第 9回「お休みをいただく」

 夏休み、仕事を休んで久しぶりにのんびり過ごしたという人も多いことでしょう。
さて、休暇で仕事を休むような場合、時折、次のような言い回しが問題になることがあります。

          「井上は本日お休みをいただいております」

 取引先に電話をした際、担当者が休みの場合などによく聞く言葉です。 必ずしも間違いとは言えませんが、こう言われるとなんだかおかしい、不自然だと感じる人も多いと聞きます。 これは次のような理由が考えられます。
「いただく」というのは「もらう」の謙譲語ですので、たとえば「皆様からご好評をいただきまして、ありがたく存じます」などのように、相手から受けた行為に感謝して述べる場合に使われます。ですから、「休みをいただく」という表現にしても、休みを取る人が上司や同僚に対して、「昨日はお休みをいただきまして、ありがとうございました」のように使うのであれば問題はありません。また、社外の人に使う場合であっても、自分の休みが何らかの形で相手に関係してくるような場合は、「休ませてもらう」という意味で「休みをいただく」という言い方をすることも可能でしょう。

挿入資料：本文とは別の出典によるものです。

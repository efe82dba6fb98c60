//! Core projection engine for annual contribution and growth projections

use log::debug;

use super::records::{ProjectionResult, YearRecord};
use super::state::ProjectionState;
use crate::account::ProjectionParameters;
use crate::assumptions::Assumptions;
use crate::error::Result;

/// Main projection engine
///
/// Holds read-only reference tables; every call to [`ProjectionEngine::project`]
/// is independent, so one engine can be shared across threads.
#[derive(Debug, Clone, Default)]
pub struct ProjectionEngine {
    assumptions: Assumptions,
}

impl ProjectionEngine {
    /// Create a new projection engine over the given assumptions
    pub fn new(assumptions: Assumptions) -> Self {
        Self { assumptions }
    }

    pub fn assumptions(&self) -> &Assumptions {
        &self.assumptions
    }

    /// Run a projection, one record per year.
    ///
    /// Each year grows the prior balance first and then adds the contribution.
    /// Nothing is returned if any year fails.
    pub fn project(&self, params: &ProjectionParameters) -> Result<ProjectionResult> {
        params.validate()?;

        let mut result = ProjectionResult::new(params.scenario_id, params.account_type, params.starting_balance);
        result.records.reserve(params.number_of_years as usize);

        let mut state = ProjectionState::from_parameters(params);

        for offset in 0..params.number_of_years {
            if offset > 0 {
                state.advance_year(params);
            }

            let record = self.calculate_year(params, &mut state)?;
            result.add_record(record);
        }

        Ok(result)
    }

    /// Calculate a single year and carry its closing balance forward
    fn calculate_year(&self, params: &ProjectionParameters, state: &mut ProjectionState) -> Result<YearRecord> {
        let limit = self.assumptions.contribution_limit(
            params.account_type,
            state.year,
            state.age,
            state.income.as_ref(),
            params.limit_growth_rate,
        )?;

        let contribution = self.choose_contribution(params, state, limit.allowed);

        let grown = state.prior_balance * (1.0 + params.annual_growth_rate);
        let growth_amount = grown - state.prior_balance;
        let nominal_balance = grown + contribution;
        let real_balance = state.real_value(nominal_balance);

        debug!(
            "{} {}: limit={:.2} contribution={:.2} growth={:.2} nominal={:.2} real={:.2}",
            params.account_type.as_str(),
            state.year,
            limit.allowed,
            contribution,
            growth_amount,
            nominal_balance,
            real_balance
        );

        state.close_year(nominal_balance);

        Ok(YearRecord {
            year: state.year,
            age: state.age,
            income: state.income.map(|i| i.income),
            contribution_limit: limit.allowed,
            contribution_applied: contribution,
            growth_amount,
            nominal_balance,
            real_balance,
        })
    }

    /// Strategy amount capped at the allowed limit; zero during a pause
    fn choose_contribution(&self, params: &ProjectionParameters, state: &ProjectionState, allowed: f64) -> f64 {
        if params.pause.is_some_and(|pause| pause.contains(state.year)) {
            return 0.0;
        }
        params.strategy.desired(state.offset, allowed).min(allowed).max(0.0)
    }
}

#[cfg(test)]
mod tests {
    use super::*;
    use crate::account::{
        AccountType, ContributionPause, ContributionStrategy, FilingStatus, IncomeProfile,
    };
    use crate::assumptions::{ContributionLimitTable, ExtrapolationPolicy};
    use crate::error::ProjectionError;
    use approx::{assert_abs_diff_eq, assert_relative_eq};
    use proptest::prelude::{prop_assert, prop_assert_eq, proptest};

    fn engine() -> ProjectionEngine {
        ProjectionEngine::new(Assumptions::default_irs())
    }

    fn flat_ira_engine(limit: f64) -> ProjectionEngine {
        let mut assumptions = Assumptions::default_irs();
        assumptions.ira.base =
            ContributionLimitTable::new("flat IRA", vec![(2000, limit)], ExtrapolationPolicy::HoldConstant).unwrap();
        ProjectionEngine::new(assumptions)
    }

    fn no_contributions() -> ContributionStrategy {
        ContributionStrategy::Fixed {
            amount: 0.0,
            growth_rate: 0.0,
        }
    }

    #[test]
    fn test_flat_limit_growth_then_contribute() {
        let params = ProjectionParameters::new(AccountType::RothIra, 0.0, 2024, 3, 0.05, 0.0);
        let result = flat_ira_engine(7000.0).project(&params).unwrap();

        let balances = result.nominal_balances();
        assert_eq!(balances.len(), 3);
        assert_abs_diff_eq!(balances[0], 7000.00, epsilon = 1e-9);
        assert_abs_diff_eq!(balances[1], 14350.00, epsilon = 1e-9);
        assert_abs_diff_eq!(balances[2], 22067.50, epsilon = 1e-9);
    }

    #[test]
    fn test_default_ira_table_matches_flat_scenario() {
        // 2024-2026 all resolve to 7000 in the built-in IRA table
        let params = ProjectionParameters::new(AccountType::RothIra, 0.0, 2024, 3, 0.05, 0.0);
        let result = engine().project(&params).unwrap();
        assert_abs_diff_eq!(result.records[2].nominal_balance, 22067.50, epsilon = 1e-9);
    }

    #[test]
    fn test_zero_years_is_invalid() {
        let params = ProjectionParameters::new(AccountType::RothIra, 0.0, 2024, 0, 0.05, 0.0);
        assert!(matches!(
            engine().project(&params),
            Err(ProjectionError::InvalidParameter(_))
        ));
    }

    #[test]
    fn test_negative_starting_balance_is_invalid() {
        let params = ProjectionParameters::new(AccountType::Plan401k, -5.0, 2024, 3, 0.05, 0.0);
        assert!(matches!(
            engine().project(&params),
            Err(ProjectionError::InvalidParameter(_))
        ));
    }

    #[test]
    fn test_overflowing_starting_age_is_invalid() {
        let params = ProjectionParameters::new(AccountType::Plan401k, 0.0, 2025, 2, 0.05, 0.0).with_starting_age(u32::MAX);
        assert!(matches!(
            engine().project(&params),
            Err(ProjectionError::InvalidParameter(_))
        ));
    }

    #[test]
    fn test_income_on_401k_is_invalid() {
        let params = ProjectionParameters::new(AccountType::Plan401k, 0.0, 2024, 3, 0.05, 0.0)
            .with_income(IncomeProfile::new(FilingStatus::Single, 90_000.0));
        assert!(matches!(
            engine().project(&params),
            Err(ProjectionError::InvalidParameter(_))
        ));
    }

    #[test]
    fn test_missing_phase_out_rule_fails_without_partial_result() {
        let mut assumptions = Assumptions::default_irs();
        assumptions.phase_outs = crate::assumptions::PhaseOutSchedule::new(ExtrapolationPolicy::HoldConstant);
        let params = ProjectionParameters::new(AccountType::RothIra, 0.0, 2025, 5, 0.05, 0.0)
            .with_income(IncomeProfile::new(FilingStatus::Joint, 90_000.0));
        assert!(matches!(
            ProjectionEngine::new(assumptions).project(&params),
            Err(ProjectionError::MissingPhaseOutRule { .. })
        ));
    }

    #[test]
    fn test_unsupported_year() {
        let params = ProjectionParameters::new(AccountType::RothIra, 0.0, 2019, 5, 0.05, 0.0);
        assert!(matches!(
            engine().project(&params),
            Err(ProjectionError::UnsupportedYear { year: 2019, .. })
        ));
    }

    #[test]
    fn test_income_above_range_contributes_nothing() {
        let params = ProjectionParameters::new(AccountType::RothIra, 10_000.0, 2024, 1, 0.05, 0.0)
            .with_income(IncomeProfile::new(FilingStatus::Single, 200_000.0));
        let result = engine().project(&params).unwrap();
        let record = &result.records[0];
        assert_eq!(record.contribution_limit, 0.0);
        assert_eq!(record.contribution_applied, 0.0);
        assert_abs_diff_eq!(record.nominal_balance, 10_500.0, epsilon = 1e-9);
    }

    #[test]
    fn test_income_growth_pushes_into_phase_out() {
        let params = ProjectionParameters::new(AccountType::RothIra, 0.0, 2025, 3, 0.0, 0.0)
            .with_income(IncomeProfile::new(FilingStatus::Single, 150_000.0).with_growth(0.05));
        let result = engine().project(&params).unwrap();

        assert_eq!(result.records[0].contribution_applied, 7000.0);
        // 157,500 is halfway through the 150k-165k range
        assert_relative_eq!(result.records[1].income.unwrap(), 157_500.0, epsilon = 1e-6);
        assert_relative_eq!(result.records[1].contribution_applied, 3500.0, epsilon = 1e-6);
        // 165,375 is above the range
        assert_eq!(result.records[2].contribution_applied, 0.0);
    }

    #[test]
    fn test_catch_up_starts_at_fifty() {
        let params = ProjectionParameters::new(AccountType::Plan401k, 0.0, 2023, 3, 0.0, 0.0).with_starting_age(48);
        let result = engine().project(&params).unwrap();
        let contributions: Vec<f64> = result.records.iter().map(|r| r.contribution_applied).collect();
        assert_eq!(contributions, vec![22500.0, 23000.0, 23500.0 + 7500.0]);
        assert_eq!(result.records[2].age, Some(50));
    }

    #[test]
    fn test_pause_years_contribute_nothing() {
        let params = ProjectionParameters::new(AccountType::TraditionalIra, 0.0, 2024, 4, 0.0, 0.0).with_pause(
            ContributionPause {
                start_year: 2025,
                years: 2,
            },
        );
        let result = engine().project(&params).unwrap();
        let contributions: Vec<f64> = result.records.iter().map(|r| r.contribution_applied).collect();
        // 2027 is the first stepped-up IRA limit past the table
        assert_eq!(contributions, vec![7000.0, 0.0, 0.0, 7500.0]);
        // the limit itself is still reported
        assert_eq!(result.records[1].contribution_limit, 7000.0);
    }

    #[test]
    fn test_fixed_strategy_clamped_to_limit() {
        let params = ProjectionParameters::new(AccountType::RothIra, 0.0, 2024, 2, 0.0, 0.0).with_strategy(
            ContributionStrategy::Fixed {
                amount: 5000.0,
                growth_rate: 0.50,
            },
        );
        let result = engine().project(&params).unwrap();
        assert_eq!(result.records[0].contribution_applied, 5000.0);
        // 7500 wanted, 7000 allowed
        assert_eq!(result.records[1].contribution_applied, 7000.0);
    }

    #[test]
    fn test_real_balance_deflates_from_start_year() {
        let params = ProjectionParameters::new(AccountType::RothIra, 0.0, 2024, 3, 0.05, 0.10);
        let result = flat_ira_engine(7000.0).project(&params).unwrap();

        assert_abs_diff_eq!(result.records[0].real_balance, 7000.0, epsilon = 1e-9);
        assert_relative_eq!(result.records[1].real_balance, 14350.0 / 1.1, epsilon = 1e-12);
        assert_relative_eq!(result.records[2].real_balance, 22067.5 / 1.1_f64.powi(2), epsilon = 1e-12);
    }

    #[test]
    fn test_growth_applied_to_prior_balance_only() {
        let params = ProjectionParameters::new(AccountType::RothIra, 1000.0, 2024, 1, 0.10, 0.0);
        let result = flat_ira_engine(7000.0).project(&params).unwrap();
        let record = &result.records[0];
        assert_relative_eq!(record.growth_amount, 100.0, epsilon = 1e-9);
        assert_relative_eq!(record.nominal_balance, 8100.0, epsilon = 1e-9);
    }

    #[test]
    fn test_negative_growth_allowed() {
        let params = ProjectionParameters::new(AccountType::Plan401k, 100_000.0, 2025, 2, -0.20, 0.02)
            .with_strategy(no_contributions());
        let result = engine().project(&params).unwrap();
        assert_relative_eq!(result.records[1].nominal_balance, 64_000.0, epsilon = 1e-9);
    }

    #[test]
    fn test_long_401k_projection_runs() {
        let params = ProjectionParameters::new(AccountType::Plan401k, 50_000.0, 2025, 40, 0.07, 0.03).with_starting_age(25);
        let result = engine().project(&params).unwrap();
        assert_eq!(result.records.len(), 40);
        assert_eq!(result.records.last().unwrap().year, 2064);
        assert!(result.summary().final_nominal > result.summary().final_real);
    }

    proptest! {
        #![proptest_config(proptest::test_runner::Config::with_cases(48))]

        #[test]
        fn prop_zero_contributions_compound_exactly(
            start in 0u32..2_000_000,
            growth_bps in 0u32..2000,
            years in 1u32..60
        ) {
            let starting_balance = start as f64;
            let g = growth_bps as f64 / 10_000.0;
            let params = ProjectionParameters::new(AccountType::Plan401k, starting_balance, 2025, years, g, 0.02)
                .with_strategy(no_contributions());

            let result = engine().project(&params).unwrap();
            let expected = starting_balance * (1.0 + g).powi(years as i32);
            let actual = result.records.last().unwrap().nominal_balance;
            prop_assert!((actual - expected).abs() <= 1e-9 * expected.max(1.0));
        }

        #[test]
        fn prop_real_never_exceeds_nominal_with_positive_inflation(
            start in 0u32..500_000,
            growth_bps in 0u32..1500,
            inflation_bps in 1u32..1000,
            years in 1u32..50
        ) {
            let params = ProjectionParameters::new(
                AccountType::TraditionalIra,
                start as f64,
                2024,
                years,
                growth_bps as f64 / 10_000.0,
                inflation_bps as f64 / 10_000.0,
            );
            let result = engine().project(&params).unwrap();
            for record in &result.records {
                prop_assert!(record.real_balance <= record.nominal_balance);
            }
        }

        #[test]
        fn prop_nominal_non_decreasing_and_bounded_by_limit(
            start in 0u32..500_000,
            growth_bps in 0u32..1500,
            years in 1u32..40,
            age in 20u32..70,
            income in 0u32..300_000
        ) {
            let params = ProjectionParameters::new(
                AccountType::RothIra,
                start as f64,
                2024,
                years,
                growth_bps as f64 / 10_000.0,
                0.03,
            )
            .with_starting_age(age)
            .with_income(IncomeProfile::new(FilingStatus::Joint, income as f64).with_growth(0.03));

            let result = engine().project(&params).unwrap();
            prop_assert_eq!(result.records.len(), years as usize);

            let mut prior = start as f64;
            for record in &result.records {
                prop_assert!(record.contribution_applied <= record.contribution_limit);
                prop_assert!(record.contribution_applied >= 0.0);
                prop_assert!(record.nominal_balance >= prior);
                prior = record.nominal_balance;
            }
        }

        #[test]
        fn prop_projection_is_idempotent(
            start in 0u32..500_000,
            growth_bps in 0u32..1500,
            years in 1u32..40
        ) {
            let params = ProjectionParameters::new(
                AccountType::Plan401k,
                start as f64,
                2025,
                years,
                growth_bps as f64 / 10_000.0,
                0.025,
            )
            .with_starting_age(45);
            let engine = engine();
            prop_assert_eq!(engine.project(&params).unwrap(), engine.project(&params).unwrap());
        }
    }
}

  例:「(仕事の)お願いを申し上げておきながら、来週2日ばかり休みをいただく
          予定になっておりまして、申し訳ございません」
          「夏休みを交代で取るものですから、来週はお休みをいただきたいと思います。
          ご迷惑をおかけして申し訳ございません」

 このように、たとえ社外の人相手であっても、仕事の依頼をしていたり、自分が休むことで相手に面倒をかけてしまったりするような場合、申し訳ないという気持ちを込めて使われます。冒頭の「井上は本日お休みをいただいております」の例も、言う側としては「せっかくお電話をいただいたのに、(当該の者が)お休みをしていて申し訳ない」という気持ちや丁寧に言いたいという気持ちから出た言葉と考えられます。しかし、言われた側としては、休暇を自分が与えたわけでもなく、休暇を取ったことが自分と関係しているわけでもないのに、「休みをいただく」と言われると不自然な感じがするのでしょう。また、人によっては、「休みをいただく」という表現が、休みを与える側、つまり自分の会社に対して敬語を使っているように聞こえることもあるかもしれません。
 このような誤解を受けないためにも、相手によって時には別の表現に言い換えることも必要でしょう。
 言い換え例としては、「休みをとっております」「毎週月曜日は休み(定休日)でございます」などの表現があります。また、電話を掛けてきてくれた人に対して言葉が足りないと感じるならば、次のようなひと言を添えるのも丁寧な感じを与えるでしょう。

  例:「井上は、本日は休みでございまして、申し訳ございません」
        「明日は出社いたしますので、参りましたら渡辺様からお電話いただきました旨、
           たしかに申し伝えます」

 上記のような言い方をすれば、お詫びの気持ちも伝わりますし、電話を掛けてきた相手も、きちんと聞いてくれたと安心感をもつでしょう。
 それからもうひとつ、「お休みをいただく」の「お休み」についてひと言。「お」を付けた言い方も決して間違いではありませんが、自分側の休みですので、「お」を取って「休みをいただく」と言っても粗野ではなく、むしろ取ったほうが自然だと感じる人もあるようです。よく使う言葉ですが、相手の受け取り方も考慮して適切な言葉を選びたいものですね。